IMAGEM A26

As intervenções incluem tratamento de pavimento, correcção e melhoria de sistemas de drenagem, remoção de terras e outros materiais das zonas de berma, colocação de barreiras de segurança, restabelecimento de serventias e limpeza de canais de rega.

Ao que tudo indica, a empresa Estradas de Portugal está a cumprir a sentença do Tribunal Administrativo e Fiscal de Beja, que em Julho deste ano, julgou totalmente procedente a providência cautelar interposta pela Câmara de Ferreira do Alentejo e que condenou as entidades envolvidas a adoptarem medidas para minimizarem impactos ambientais e eliminarem riscos causados pelo abandono das obras da A26.

Os ministérios da Economia e do Ambiente, assim como as Estradas de Portugal e a SPER recorreram para o Tribunal Central Administrativo do Sul, aguardam decisão, mas as Estradas de Portugal avançou com as obras e a Voz da Planície quis saber junto de Aníbal Costa se eram estas as boas notícias de que estava à espera e se invalidam o recurso à acção que Ferreira pretendia fazer contra o Estado.

Aníbal Costa, presidente da Câmara de Ferreira do Alentejo, diz que a autarquia não foi informada e que estas obras são apenas para as Estradas de Portugal dizerem que se está a fazer alguma coisa, porque não têm impacto nas infraestruturas.
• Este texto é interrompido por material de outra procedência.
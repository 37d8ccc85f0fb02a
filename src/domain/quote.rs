//! Derived loan quotes.

use std::fmt;

use chrono::{DateTime, Utc};

use super::ids::RecordId;

/// Event label sent by the Vault record action that requests a re-quote.
pub const REQUOTE_EVENT: &str = "Loan re-quote";

/// Loan amount above which a quote is rejected.
pub const APPROVAL_LIMIT: i64 = 100_000;

/// The Vault event that triggered a quote run.
#[derive(Debug, Clone, PartialEq, Eq)]
pub enum QuoteEvent {
    /// A re-quote of an existing loan approval; discounted rate.
    Requote,
    /// Any other event, such as a record insert trigger.
    Other(String),
}

impl QuoteEvent {
    /// Classify an event label. Only the exact re-quote label is recognised.
    #[must_use]
    pub fn from_label(label: &str) -> Self {
        if label == REQUOTE_EVENT {
            Self::Requote
        } else {
            Self::Other(label.to_string())
        }
    }

    /// Annual interest rate in whole percent.
    #[must_use]
    pub const fn annual_rate_percent(&self) -> u32 {
        match self {
            Self::Requote => 12,
            Self::Other(_) => 15,
        }
    }
}

/// Approval decision attached to a quote.
#[derive(Debug, Clone, Copy, PartialEq, Eq)]
pub enum ApprovalStatus {
    Approved,
    Rejected,
}

impl ApprovalStatus {
    /// Vault picklist value.
    #[must_use]
    pub const fn as_picklist(self) -> &'static str {
        match self {
            Self::Approved => "approved__c",
            Self::Rejected => "rejected__c",
        }
    }
}

impl fmt::Display for ApprovalStatus {
    fn fmt(&self, f: &mut fmt::Formatter<'_>) -> fmt::Result {
        match self {
            Self::Approved => f.write_str("approved"),
            Self::Rejected => f.write_str("rejected"),
        }
    }
}

/// A loan quote derived from exactly one [`QueryRecord`](super::QueryRecord).
///
/// Created once per record per run and never mutated; it is dropped after the
/// write-back call regardless of its outcome.
#[derive(Debug, Clone, PartialEq, Eq)]
pub struct Quote {
    /// Id of the record this quote was derived from.
    pub id: RecordId,
    pub reference_number: String,
    pub received_at: DateTime<Utc>,
    pub annual_rate_percent: u32,
    pub monthly_payment: i64,
    pub total_repayable: i64,
    pub approval_status: ApprovalStatus,
    pub quote_count: u32,
}

impl Quote {
    /// Received timestamp in Vault's datetime format, second precision.
    #[must_use]
    pub fn received_date(&self) -> String {
        self.received_at.format("%Y-%m-%dT%H:%M:%S.000Z").to_string()
    }

    /// Annual rate as a percentage label, e.g. `"15%"`.
    #[must_use]
    pub fn interest_rate_label(&self) -> String {
        format!("{}%", self.annual_rate_percent)
    }
}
Aníbal Costa revelou que Ferreira do Alentejo só vai decidir se avança ou não, com a acção contra o Estado, depois do Tribunal Central Administrativo do Sul se pronunciar sobre o recurso que tem em mãos. Aníbal Costa aproveitou para recordar que as obras devem ser retomadas, em breve, tendo em atenção, a invernia que se aproxima.